Exactamente lo contrario es lo que ha sucedido en Europa, especialmente ejercitada para la cooperación y la construcción de instituciones multilaterales. La Conferencia de las Partes (COP), que ahora se reúne en París, en la que se reúnen los firmantes de la Convención del Cambio Climático, tuvo su primero encuentro en Berlín en 1995 bajo la presidencia de una jovencísima ministra de Medio Ambiente llamada Angela Merkel, y de ahí salió el impulso para el Protocolo de Kioto, tratado internacional de 1997 en el que se establecían por primera vez reducciones de emisiones cuantificadas y comprometidas.
Diez años después, las emisiones habían aumentado un 24% y, aún así, quienes más y mejor cumplieron fueron los europeos. Aquel fue un tratado que afectaba solo a los países industrializados, aunque algunos no lo ratificaron, como EE UU, y otros, como China, ahora el mayor contaminador, no estaba concernida. Cuando en 2009 se quiso firmar en Copenhague un nuevo tratado que sustituyera al de Kioto, los europeos quedaron marginados por los países emergentes y sobre todo por EE UU y China, el G2, las dos superpotencias con vocación de controlar el siglo XXI y actualmente las más contaminadoras del planeta, que limitaron los resultados a una declaración de intenciones. Ya nadie se acuerda de que Angela Merkel era reconocida entonces, gracias a sus esfuerzos desde la presidencia del G8 para asegurar el éxito de Copenhague, como la canciller del clima, su primer y efímero título antes de destacar primero como canciller del rigor y ahora canciller del asilo.
Con la Cumbre de París, que se reúne hasta el 11 de diciembre, han cambiado las reglas. No habrá un tratado vinculante y los objetivos serán meras propuestas voluntarias que se sumarán y analizarán conjuntamente, aunque todavía no están claros los sistemas y períodos de revisión. Como en anteriores cumbres, se han incorporado muchas instituciones y especialmente las grandes ciudades, pero al final solo cuentan los Estados reconocidos, las Partes del Convenio, y ninguno de ellos está dispuesto a ceder soberanía a los otros o a entidades supranacionales.
A diferencia de las otras conferencias, los países llegan con sus propuestas cerradas previamente, con la dudosa pretensión de alcanzar conjuntamente la reducción a dos grados del aumento de las temperaturas del planeta al final de siglo en relación a la era preindustrial. China y Estados Unidos, los dos mayores contaminadores, llegan con los deberes hechos: en septiembre acordaron sus respectivos recortes de emisiones en un acuerdo bilateral. La otra parte de su éxito radica en la financiación para evitar las injusticias climáticas en una negociación que, al final, termina siendo una especie de lucha de clases, ricos contra pobres, para repartirse los derechos para seguir contaminando, los estímulos para no hacerlo o la factura de los desperfectos.

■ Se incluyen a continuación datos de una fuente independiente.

//! SQL scenarios over the canonical six-row store.

use frozen_store::{FrozenStore, Scalar};
use query_engine::{Engine, QueryOutput};
use rust_decimal::Decimal;
use sql_frontend::execute_sql;
use std::sync::Arc;

fn money(dollars: i64) -> Decimal {
    Decimal::new(dollars * 100, 2)
}

fn engine() -> Engine {
    let store = FrozenStore::builder()
        .col_i32("id", (1..=6).map(Some).collect())
        .col_utf8(
            "name",
            vec![
                Some("Alice"),
                Some("Bob"),
                Some("Carol"),
                Some("Dan"),
                Some("Eve"),
                Some("Fred"),
            ],
        )
        .col_i32(
            "age",
            vec![Some(30), Some(45), Some(55), Some(25), Some(60), None],
        )
        .col_decimal(
            "salary",
            18,
            2,
            vec![
                Some(money(50_000)),
                Some(money(70_000)),
                Some(money(90_000)),
                Some(money(40_000)),
                Some(money(120_000)),
                Some(money(55_000)),
            ],
        )
        .col_bool(
            "active",
            vec![
                Some(true),
                Some(true),
                Some(false),
                Some(true),
                Some(true),
                Some(false),
            ],
        )
        .col_dictionary(
            "category",
            vec![
                Some("Eng"),
                Some("Sales"),
                Some("Eng"),
                Some("HR"),
                Some("Eng"),
                Some("Sales"),
            ],
        )
        .freeze()
        .unwrap();
    Engine::new(Arc::new(store))
}

fn scalar(engine: &Engine, sql: &str) -> Scalar {
    match execute_sql(engine, sql).unwrap() {
        QueryOutput::Scalar(s) => s,
        other => panic!("expected a scalar from {:?}, got {:?}", sql, other),
    }
}

#[test]
fn count_of_prefix_disjunction() {
    test_helpers::maybe_start_logging();
    let engine = engine();
    assert_eq!(
        scalar(
            &engine,
            "SELECT COUNT(*) FROM t WHERE name LIKE 'A%' OR name LIKE 'E%'"
        ),
        Scalar::I64(2) // Alice, Eve
    );
}

#[test]
fn filtered_count_skips_nulls() {
    let engine = engine();
    assert_eq!(
        scalar(&engine, "SELECT COUNT(*) FROM t WHERE age > 40"),
        Scalar::I64(3)
    );
}

#[test]
fn sum_over_active_rows() {
    let engine = engine();
    assert_eq!(
        scalar(&engine, "SELECT SUM(salary) FROM t WHERE active = true"),
        Scalar::Decimal(money(280_000))
    );
}

#[test]
fn grouped_aggregates() {
    let engine = engine();
    let output = execute_sql(
        &engine,
        "SELECT category, COUNT(*) AS n, SUM(salary) AS total FROM t GROUP BY category",
    )
    .unwrap();
    let groups = output.groups().unwrap();
    assert_eq!(groups.len(), 3);

    for (key, n, total) in [
        ("Eng", 3i64, money(260_000)),
        ("Sales", 2, money(125_000)),
        ("HR", 1, money(40_000)),
    ] {
        let group = groups.group(&Scalar::Str(key.to_owned())).unwrap();
        assert_eq!(group.aggregates[0], Scalar::I64(n), "{} count", key);
        assert_eq!(group.aggregates[1], Scalar::Decimal(total), "{} total", key);
    }
}

#[test]
fn null_filter_and_projection() {
    let engine = engine();
    let output = execute_sql(&engine, "SELECT name FROM t WHERE age IS NULL").unwrap();
    let rows = output.rows().unwrap();
    assert_eq!(rows.rows, vec![vec![Scalar::Str("Fred".to_owned())]]);
}

#[test]
fn ordered_limited_projection() {
    let engine = engine();
    let output = execute_sql(
        &engine,
        "SELECT name FROM t WHERE salary >= 50000 AND active = true \
         ORDER BY salary DESC LIMIT 2",
    )
    .unwrap();
    let rows = output.rows().unwrap();
    assert_eq!(
        rows.rows,
        vec![
            vec![Scalar::Str("Eve".to_owned())],
            vec![Scalar::Str("Bob".to_owned())],
        ]
    );
}

#[test]
fn both_front_ends_share_the_plan_cache() {
    use predicate::{Operator, Predicate};

    let engine = engine();
    execute_sql(&engine, "SELECT COUNT(*) FROM t WHERE age > 40").unwrap();
    let misses_after_sql = engine.cache_stats().misses;

    // the chainable surface lowers to the identical plan
    engine
        .query()
        .filter(Predicate::cmp("age", Operator::GT, 40i64))
        .count()
        .unwrap();
    let stats = engine.cache_stats();
    assert_eq!(stats.misses, misses_after_sql);
    assert!(stats.hits >= 1);
}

Como ensayo de gobierno mundial, esta COP21 es una rareza. Tenemos un mundo multipolar sin gobernanza multilateral. Será un milagro si hay resultados satisfactorios y a largo plazo, más allá de la actual propaganda y del escaparate diplomático y político. La conferencia de París es, en todo caso, un excelente espejo del paisaje geopolítico mundial, en el que se registra el peso de cada uno de los países, esas partes soberanas que se reúnen anualmente con el propósito al menos nominal de salvar la vida en la tierra.